In a world of conflict, war, looting, and total destruction inventories of immovable, movable, and intangible cultural heritage are indispensable. Over centuries these inventories were written by hand on perishable materials – and often destroyed also even if deposited apart of the objects they listed.

Obviously modern digital and illustrated inventories have the advantage that they may be kept at several independent localities and thus be protected from destruction. Furthermore, they can be disseminated quickly to involved authorities and institutions; they are useful identifying and tracing destroyed, looted, or robbed items; and they are an indispensable tool for restoration and reconstruction after the end of any given conflict.

During the past six decades the “Direction Générale des Antiquités et des Musées” (DGAM) has created an impressive decentralized landscape of Museums in Syria. 36 in total number, the National Museums of Damascus, Aleppo, and Palmyra are known worldwide.

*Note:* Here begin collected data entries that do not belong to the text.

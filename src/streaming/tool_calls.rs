//! Tool-call fragment aggregation
//!
//! Providers deliver function calls in pieces. Two keying disciplines exist:
//!
//! - **by id**: each fragment is a complete call that may carry an explicit id.
//!   Without one, an id is synthesized from the `(name, arguments)` signature and
//!   reused for identical signatures, which collapses gateway retransmissions.
//! - **by index**: fragments reference a positional output index before any id
//!   is known; a later fragment may back-fill the id.
//!
//! Records are finalized once, after the event loop.

use std::collections::{BTreeMap, HashMap};

/// Longest tool-name hint kept in a synthesized id.
const MAX_TOOL_HINT_CHARS: usize = 48;

#[derive(Debug, Clone, Default, PartialEq, Eq)]
pub struct ToolCallRecord {
    /// Empty until known for index-keyed records
    pub tool_use_id: String,
    pub tool_name: String,
    pub arguments_json: String,
    pub output_index: Option<u64>,
}

/// How a fragment changes the accumulated arguments string.
#[derive(Debug, Clone, PartialEq, Eq)]
pub enum ArgumentsUpdate {
    /// Streaming delta, appended
    Append(String),
    /// Complete snapshot, replaces everything accumulated so far (ignored when empty)
    Replace(String),
    Keep,
}

/// One index-keyed fragment.
#[derive(Debug, Clone)]
pub struct ToolCallFragment {
    pub call_id: String,
    pub name: String,
    pub arguments: ArgumentsUpdate,
}

#[derive(Debug, Clone, Copy, PartialEq, Eq)]
pub enum ToolCallKeying {
    ById,
    ByIndex,
}

#[derive(Debug, Clone, Default)]
struct Slot {
    record: ToolCallRecord,
    /// Id was synthesized from the signature
    synthetic: bool,
    /// Merged into another record; skipped at finalization
    retired: bool,
}

#[derive(Debug, Clone)]
pub struct ToolCallAggregator {
    keying: ToolCallKeying,
    slots: Vec<Slot>,
    by_id: HashMap<String, usize>,
    ids_by_signature: HashMap<(String, String), String>,
    by_index: BTreeMap<u64, usize>,
    seq: u64,
}

impl ToolCallAggregator {
    pub fn new(keying: ToolCallKeying) -> Self {
        Self {
            keying,
            slots: Vec::new(),
            by_id: HashMap::new(),
            ids_by_signature: HashMap::new(),
            by_index: BTreeMap::new(),
            seq: 0,
        }
    }

    pub fn by_id() -> Self {
        Self::new(ToolCallKeying::ById)
    }

    pub fn by_index() -> Self {
        Self::new(ToolCallKeying::ByIndex)
    }

    /// Record a complete call (id-keyed discipline). Returns the id it was
    /// filed under, or `None` when the name is empty.
    ///
    /// Repeats of the same id keep their first-seen position and take the
    /// latest arguments.
    pub fn observe_call(
        &mut self,
        explicit_id: Option<&str>,
        tool_name: &str,
        arguments_json: &str,
    ) -> Option<String> {
        let tool_name = tool_name.trim();
        if tool_name.is_empty() {
            return None;
        }
        let signature = (tool_name.to_string(), arguments_json.to_string());
        let explicit_id = explicit_id.map(str::trim).filter(|id| !id.is_empty());

        let id = match explicit_id {
            Some(id) => {
                self.adopt_explicit_id(&signature, id);
                id.to_string()
            }
            None => match self.ids_by_signature.get(&signature) {
                Some(id) => id.clone(),
                None => {
                    self.seq += 1;
                    let id = format!("tool-{}-{}", sanitize_tool_hint(tool_name), self.seq);
                    self.ids_by_signature.insert(signature, id.clone());
                    id
                }
            },
        };

        match self.by_id.get(&id) {
            Some(&pos) => {
                let rec = &mut self.slots[pos].record;
                rec.tool_name = tool_name.to_string();
                rec.arguments_json = arguments_json.to_string();
            }
            None => {
                self.by_id.insert(id.clone(), self.slots.len());
                self.slots.push(Slot {
                    record: ToolCallRecord {
                        tool_use_id: id.clone(),
                        tool_name: tool_name.to_string(),
                        arguments_json: arguments_json.to_string(),
                        output_index: None,
                    },
                    synthetic: explicit_id.is_none(),
                    retired: false,
                });
            }
        }
        Some(id)
    }

    /// An explicit id replaces a synthetic id previously assigned to the same
    /// signature, and becomes the id reused for that signature from now on.
    /// When the explicit id already has its own record, the synthetic record
    /// is merged into it.
    fn adopt_explicit_id(&mut self, signature: &(String, String), id: &str) {
        let previous = self
            .ids_by_signature
            .insert(signature.clone(), id.to_string());
        let Some(previous) = previous.filter(|p| p != id) else {
            return;
        };
        let Some(&pos) = self.by_id.get(&previous) else {
            return;
        };
        if !self.slots[pos].synthetic {
            return;
        }
        self.by_id.remove(&previous);
        if self.by_id.contains_key(id) {
            self.slots[pos].retired = true;
        } else {
            self.by_id.insert(id.to_string(), pos);
            let slot = &mut self.slots[pos];
            slot.record.tool_use_id = id.to_string();
            slot.synthetic = false;
        }
    }

    /// Record a fragment for an output index (index-keyed discipline).
    pub fn observe_at_index(&mut self, output_index: u64, fragment: ToolCallFragment) {
        let pos = match self.by_index.get(&output_index) {
            Some(&pos) => pos,
            None => {
                let pos = self.slots.len();
                self.slots.push(Slot {
                    record: ToolCallRecord {
                        output_index: Some(output_index),
                        ..Default::default()
                    },
                    ..Default::default()
                });
                self.by_index.insert(output_index, pos);
                pos
            }
        };

        let rec = &mut self.slots[pos].record;
        let call_id = fragment.call_id.trim();
        if !call_id.is_empty() {
            rec.tool_use_id = call_id.to_string();
        }
        let name = fragment.name.trim();
        if !name.is_empty() {
            rec.tool_name = name.to_string();
        }
        match fragment.arguments {
            ArgumentsUpdate::Append(delta) => rec.arguments_json.push_str(&delta),
            ArgumentsUpdate::Replace(snapshot) if !snapshot.is_empty() => {
                rec.arguments_json = snapshot;
            }
            ArgumentsUpdate::Replace(_) | ArgumentsUpdate::Keep => {}
        }
    }

    /// Final records: by index order or first-seen order; merged and nameless
    /// records dropped.
    pub fn finalize(self) -> Vec<ToolCallRecord> {
        let Self {
            keying,
            slots,
            by_index,
            ..
        } = self;
        let ordered: Vec<Slot> = match keying {
            ToolCallKeying::ById => slots,
            ToolCallKeying::ByIndex => {
                let mut slots: Vec<Option<Slot>> = slots.into_iter().map(Some).collect();
                by_index
                    .values()
                    .filter_map(|&pos| slots.get_mut(pos).and_then(Option::take))
                    .collect()
            }
        };
        ordered
            .into_iter()
            .filter(|slot| !slot.retired && !slot.record.tool_name.trim().is_empty())
            .map(|slot| slot.record)
            .collect()
    }
}

/// Reduce a tool name to `[A-Za-z0-9_-]` for use inside a synthesized id.
pub fn sanitize_tool_hint(tool_name: &str) -> String {
    let hint: String = tool_name
        .trim()
        .chars()
        .map(|c| {
            if c.is_ascii_alphanumeric() || c == '_' || c == '-' {
                c
            } else {
                '_'
            }
        })
        .take(MAX_TOOL_HINT_CHARS)
        .collect();
    if hint.is_empty() {
        "tool".to_string()
    } else {
        hint
    }
}

#[cfg(test)]
mod tests {
    use super::*;

    fn delta(s: &str) -> ToolCallFragment {
        ToolCallFragment {
            call_id: String::new(),
            name: String::new(),
            arguments: ArgumentsUpdate::Append(s.to_string()),
        }
    }

    #[test]
    fn identical_signatures_without_id_collapse() {
        let mut agg = ToolCallAggregator::by_id();
        let a = agg.observe_call(None, "lookup", r#"{"q":"x"}"#).unwrap();
        let b = agg.observe_call(None, "lookup", r#"{"q":"x"}"#).unwrap();
        assert_eq!(a, b);
        assert_eq!(a, "tool-lookup-1");

        let c = agg.observe_call(None, "lookup", r#"{"q":"y"}"#).unwrap();
        assert_eq!(c, "tool-lookup-2");
        assert_eq!(agg.finalize().len(), 2);
    }

    #[test]
    fn explicit_id_wins_over_synthetic() {
        let mut agg = ToolCallAggregator::by_id();
        agg.observe_call(None, "lookup", "{}");
        agg.observe_call(Some("call-9"), "lookup", "{}");
        // later id-less resend of the same signature reuses the explicit id
        assert_eq!(agg.observe_call(None, "lookup", "{}").as_deref(), Some("call-9"));

        let records = agg.finalize();
        assert_eq!(records.len(), 1);
        assert_eq!(records[0].tool_use_id, "call-9");
    }

    #[test]
    fn synthetic_record_merges_into_existing_explicit_record() {
        let mut agg = ToolCallAggregator::by_id();
        agg.observe_call(Some("E"), "a", r#"{"x":1}"#);
        assert_eq!(agg.observe_call(None, "a", r#"{"x":2}"#).as_deref(), Some("tool-a-1"));
        agg.observe_call(Some("E"), "a", r#"{"x":2}"#);
        assert_eq!(agg.observe_call(None, "a", r#"{"x":2}"#).as_deref(), Some("E"));

        let records = agg.finalize();
        assert_eq!(records.len(), 1);
        assert_eq!(records[0].tool_use_id, "E");
        assert_eq!(records[0].arguments_json, r#"{"x":2}"#);
    }

    #[test]
    fn explicit_ids_keep_first_seen_order_and_latest_args() {
        let mut agg = ToolCallAggregator::by_id();
        agg.observe_call(Some("b"), "second", "{}");
        agg.observe_call(Some("a"), "first", r#"{"x":1}"#);
        agg.observe_call(Some("b"), "second", r#"{"y":2}"#);
        let records = agg.finalize();
        assert_eq!(records[0].tool_use_id, "b");
        assert_eq!(records[0].arguments_json, r#"{"y":2}"#);
        assert_eq!(records[1].tool_use_id, "a");
    }

    #[test]
    fn empty_names_are_ignored() {
        let mut agg = ToolCallAggregator::by_id();
        assert!(agg.observe_call(Some("x"), "  ", "{}").is_none());
        assert!(agg.finalize().is_empty());
    }

    #[test]
    fn index_deltas_concatenate_in_arrival_order() {
        let mut agg = ToolCallAggregator::by_index();
        agg.observe_at_index(
            0,
            ToolCallFragment {
                call_id: String::new(),
                name: "lookup".to_string(),
                arguments: ArgumentsUpdate::Keep,
            },
        );
        agg.observe_at_index(0, delta(r#"{"q":"#));
        agg.observe_at_index(0, delta(r#""x"}"#));
        agg.observe_at_index(
            0,
            ToolCallFragment {
                call_id: "call_1".to_string(),
                name: String::new(),
                arguments: ArgumentsUpdate::Keep,
            },
        );
        let records = agg.finalize();
        assert_eq!(records.len(), 1);
        assert_eq!(records[0].tool_use_id, "call_1");
        assert_eq!(records[0].arguments_json, r#"{"q":"x"}"#);
        assert_eq!(records[0].output_index, Some(0));
    }

    #[test]
    fn snapshot_replaces_accumulated_arguments() {
        let mut agg = ToolCallAggregator::by_index();
        agg.observe_at_index(2, delta(r#"{"a":1,"#));
        agg.observe_at_index(2, delta(r#""b":2}"#));
        agg.observe_at_index(
            2,
            ToolCallFragment {
                call_id: String::new(),
                name: "f".to_string(),
                arguments: ArgumentsUpdate::Replace(r#"{"a":1}"#.to_string()),
            },
        );
        let records = agg.finalize();
        assert_eq!(records[0].arguments_json, r#"{"a":1}"#);
    }

    #[test]
    fn index_records_are_emitted_sorted_by_index() {
        let mut agg = ToolCallAggregator::by_index();
        for (idx, name) in [(3u64, "c"), (1, "a"), (2, "")] {
            agg.observe_at_index(
                idx,
                ToolCallFragment {
                    call_id: format!("id{idx}"),
                    name: name.to_string(),
                    arguments: ArgumentsUpdate::Keep,
                },
            );
        }
        let names: Vec<_> = agg.finalize().into_iter().map(|r| r.tool_name).collect();
        assert_eq!(names, vec!["a", "c"]);
    }

    #[test]
    fn sanitizes_hints() {
        assert_eq!(sanitize_tool_hint("get weather!"), "get_weather_");
        assert_eq!(sanitize_tool_hint(""), "tool");
        assert_eq!(sanitize_tool_hint(&"x".repeat(80)).len(), 48);
    }
}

Unfortunately, numerous Museums have been and still are threatened by destruction and/or looting during the recent years of conflict in Syria. In spite of all adversities the DGAM has done an excellent job protecting the country’s cultural heritage. Nevertheless, without digital inventories, efforts to manage, protect and prioritize Syria’s heritage, and to deal effectively with future developments are held back. Consequently, DGAM has built up a database of inventories of all Syrian Museums during the past three years.

The National Museum of Deir ez-Zor

Founded in 1974 on the bases of a donation of a private collector from Deir ez-Zor the National Museum became the focal point of Syrian and international excavation missions conducted in northeastern Syria. The construction of a new building was completed in 1992, the permanent exhibition was created in a joint venture of the DGAM and the Freie Universitaet Berlin, and in May of 1996 the Museum was inaugurated for the public.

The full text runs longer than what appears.